Both parties reported at least $85,000 in contributions from corporations and special interests during the 9-day special session from donors that included Comcast, Cox Communications, Dominion Energy, and the American Federation of State, County and Municipal Employees. Some donors said they’d sent the checks before the session began.
State law bars lawmakers from fundraising during regular sessions, which begin each January, but there are no such rules for special sessions. The practice was in full force last year, when lawmakers held a special session that lasted 60 days. In one case, a Democratic lawmaker stepped out of his annual golf tournament fundraiser to attend a brief, remote floor session.
In an interview on Tuesday, Speaker of the House Eileen Filler-Corn sidestepped a question on whether lawmakers should consider closing the special-session loophole.
“Right now, that is allowable for a special session,” Filler-Corn said. “And I think we're just excited to get back out on the road and be able to talk to voters.”
Democrats kicked off the first day of the special session with a fundraiser — a routine event for both parties ahead of gavelling in, Simon said.

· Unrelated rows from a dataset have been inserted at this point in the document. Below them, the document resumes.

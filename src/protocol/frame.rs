//! Six-field ASCII frame codec.
//!
//! Frames on the serial link look like:
//!
//! ```text
//! ESP:> $_INFO_7_1~2~3~4_151847493_*
//! └start┘ └cmd┘ │ └payload┘ └adler┘ └end
//!               └ payload length (chars)
//! ```
//!
//! Validation short-circuits on the first failing check and never partially
//! accepts a frame.
use std::fmt;

use super::checksum::adler32;
use crate::errors::FrameError;

/// Separator between the six frame fields.
pub const FIELD_DELIMITER: char = '_';
/// Number of fields in a well-formed frame.
pub const FIELD_COUNT: usize = 6;

pub const DEFAULT_START_MARKER: &str = "ESP:> $";
pub const DEFAULT_END_MARKER: &str = "*";

/// Command identifiers understood by the bridge.
#[derive(Debug, Clone, Copy, PartialEq, Eq, Hash)]
pub enum Command {
    /// Numeric quad: supply voltages and board temperature.
    Info,
    /// Alpha triplet: gate, rack and PIR states.
    Sens,
    /// Framed token exchange.
    Tokn,
}

impl Command {
    pub const ALL: [Command; 3] = [Command::Info, Command::Sens, Command::Tokn];

    /// Wire identifier of the command.
    pub fn id(self) -> &'static str {
        match self {
            Command::Info => "INFO",
            Command::Sens => "SENS",
            Command::Tokn => "TOKN",
        }
    }

    /// Resolve a wire identifier. Matching is exact (case-sensitive).
    pub fn from_id(id: &str) -> Option<Command> {
        match id {
            "INFO" => Some(Command::Info),
            "SENS" => Some(Command::Sens),
            "TOKN" => Some(Command::Tokn),
            _ => None,
        }
    }
}

impl fmt::Display for Command {
    fn fmt(&self, f: &mut fmt::Formatter<'_>) -> fmt::Result {
        f.write_str(self.id())
    }
}

/// A fully validated frame.
#[derive(Debug, Clone, PartialEq, Eq)]
pub struct Frame {
    pub command: Command,
    pub declared_len: u64,
    pub payload: String,
    pub declared_checksum: u64,
}

/// Start/end sentinels for the frame codec.
#[derive(Debug, Clone, PartialEq, Eq)]
pub struct FrameFormat {
    pub start_marker: String,
    pub end_marker: String,
}

impl Default for FrameFormat {
    fn default() -> Self {
        Self {
            start_marker: DEFAULT_START_MARKER.to_string(),
            end_marker: DEFAULT_END_MARKER.to_string(),
        }
    }
}

impl FrameFormat {
    pub fn new(start_marker: impl Into<String>, end_marker: impl Into<String>) -> Self {
        Self {
            start_marker: start_marker.into(),
            end_marker: end_marker.into(),
        }
    }

    /// Parse and validate one line (line endings already stripped).
    pub fn parse(&self, line: &str) -> Result<Frame, FrameError> {
        let fields: Vec<&str> = line.split(FIELD_DELIMITER).collect();
        if fields.len() != FIELD_COUNT {
            return Err(FrameError::Structure {
                found: fields.len(),
            });
        }

        if fields[0] != self.start_marker || fields[5] != self.end_marker {
            return Err(FrameError::Markers);
        }

        let declared_len = parse_decimal(fields[2])?;
        let declared_checksum = parse_decimal(fields[4])?;

        let payload = fields[3];
        let actual = payload.chars().count();
        if declared_len != actual as u64 {
            return Err(FrameError::LengthMismatch {
                declared: declared_len,
                actual,
            });
        }

        if !payload.is_ascii() {
            return Err(FrameError::NonAsciiPayload);
        }
        let computed = adler32(payload.as_bytes());
        if declared_checksum != u64::from(computed) {
            return Err(FrameError::ChecksumMismatch {
                declared: declared_checksum,
                computed,
            });
        }

        let command = Command::from_id(fields[1])
            .ok_or_else(|| FrameError::UnknownCommand(fields[1].to_string()))?;

        Ok(Frame {
            command,
            declared_len,
            payload: payload.to_string(),
            declared_checksum,
        })
    }

    /// Build the wire line for `payload`, computing length and checksum.
    ///
    /// Rejects payloads that could never parse back: ones containing the field
    /// delimiter or non-ASCII characters.
    pub fn encode(&self, command: Command, payload: &str) -> Result<String, FrameError> {
        let embedded = payload.matches(FIELD_DELIMITER).count();
        if embedded > 0 {
            return Err(FrameError::Structure {
                found: FIELD_COUNT + embedded,
            });
        }
        if !payload.is_ascii() {
            return Err(FrameError::NonAsciiPayload);
        }
        Ok(format!(
            "{start}{d}{cmd}{d}{len}{d}{payload}{d}{sum}{d}{end}",
            start = self.start_marker,
            cmd = command.id(),
            len = payload.len(),
            sum = adler32(payload.as_bytes()),
            end = self.end_marker,
            d = FIELD_DELIMITER,
        ))
    }
}

/// Non-empty run of ASCII digits. Values past `u64::MAX` saturate: no payload
/// length or Adler-32 can reach it, so an oversized field fails the later
/// length or checksum comparison instead of the type check.
fn parse_decimal(field: &str) -> Result<u64, FrameError> {
    if field.is_empty() || !field.bytes().all(|b| b.is_ascii_digit()) {
        return Err(FrameError::FieldType);
    }
    Ok(field.parse::<u64>().unwrap_or(u64::MAX))
}

#[cfg(test)]
mod tests {
    use super::*;

    #[test]
    fn parses_reference_info_frame() {
        let fmt = FrameFormat::default();
        let frame = fmt.parse("ESP:> $_INFO_7_1~2~3~4_151847493_*").unwrap();
        assert_eq!(frame.command, Command::Info);
        assert_eq!(frame.payload, "1~2~3~4");
        assert_eq!(frame.declared_len, 7);
        assert_eq!(frame.declared_checksum, 151_847_493);
    }

    #[test]
    fn checks_run_in_order() {
        let fmt = FrameFormat::default();
        // bad markers and bad length: markers reported first
        assert_eq!(
            fmt.parse("$_INFO_9_1~2~3~4_151847493_*"),
            Err(FrameError::Markers)
        );
        // bad length and bad checksum: length reported first
        assert!(matches!(
            fmt.parse("ESP:> $_INFO_8_1~2~3~4_1_*"),
            Err(FrameError::LengthMismatch {
                declared: 8,
                actual: 7
            })
        ));
        // unknown command is only reported once everything else checks out
        assert!(matches!(
            fmt.parse("ESP:> $_XXXX_7_1~2~3~4_1_*"),
            Err(FrameError::ChecksumMismatch { .. })
        ));
        assert_eq!(
            fmt.parse("ESP:> $_XXXX_7_1~2~3~4_151847493_*"),
            Err(FrameError::UnknownCommand("XXXX".into()))
        );
    }

    #[test]
    fn numeric_fields_reject_signs_and_blanks() {
        let fmt = FrameFormat::default();
        for line in [
            "ESP:> $_INFO_-7_1~2~3~4_151847493_*",
            "ESP:> $_INFO__1~2~3~4_151847493_*",
            "ESP:> $_INFO_7_1~2~3~4_0x10_*",
        ] {
            assert_eq!(fmt.parse(line), Err(FrameError::FieldType), "{line}");
        }
    }

    #[test]
    fn oversized_digit_fields_fail_the_comparison_not_the_type_check() {
        let fmt = FrameFormat::default();
        assert_eq!(
            fmt.parse("ESP:> $_INFO_99999999999999999999999_1~2~3~4_151847493_*"),
            Err(FrameError::LengthMismatch {
                declared: u64::MAX,
                actual: 7
            })
        );
        assert_eq!(
            fmt.parse("ESP:> $_INFO_7_1~2~3~4_99999999999999999999999_*"),
            Err(FrameError::ChecksumMismatch {
                declared: u64::MAX,
                computed: 151_847_493
            })
        );
    }

    #[test]
    fn encode_refuses_unparseable_payloads() {
        let fmt = FrameFormat::default();
        assert_eq!(
            fmt.encode(Command::Sens, "a_b"),
            Err(FrameError::Structure { found: 7 })
        );
        assert_eq!(
            fmt.encode(Command::Sens, "café"),
            Err(FrameError::NonAsciiPayload)
        );
    }
}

Simon also sent an email cancelling the first planned meeting of a commission devoted to campaign finance reform. The Democratic lawmaker said the events were unrelated; legislators had been asked by the House clerk’s office to remove all commission meetings from the calendar to make room for the special session, he said.
Senate Majority Leader Tommy Norment (R-James City) was quick to pounce on what he saw as hypocrisy.
“Make no mistake, Democrats continue to prioritize their ability to collect donations above their publicly expressed support of ‘reform,’” Norment said in a statement.
Republicans repeatedly blocked campaign finance proposals when they ran the General Assembly. A spokesperson for Glenn Youngkin, the GOP nominee for governor, did not respond to a request for comment on his policies on the issue.
Reformers are focusing on the campaign finance commission’s first meeting, now scheduled for Aug. 23 and accepting public comment. Simon said the commission faces several limitations. It’s unlikely to pursue changes that lack enough support to pass, he said. Staff on the commission are distracted by concurrent work on redistricting, and House lawmakers are focused on getting re-elected in November.
“But I think a commission like this still has plenty of time to take a look at an issue like that that's been pretty well vetted and put the finishing touches on it so that we can get something that everybody can live with,” Simon said. That slate might include a bill Simon sponsored last year that would have banned personal use of campaign dollars.
Shruti Shah, president of the good governance group Coalition for Integrity, said Virginia would likely score near the bottom of the group’s forthcoming ranking of state campaign finance laws. The status quo would only change under pressure from voters, she predicted.
“Unless we do that, I don't think there is any reason for them to want to actually move in any quick fashion whatsoever,” Shah said.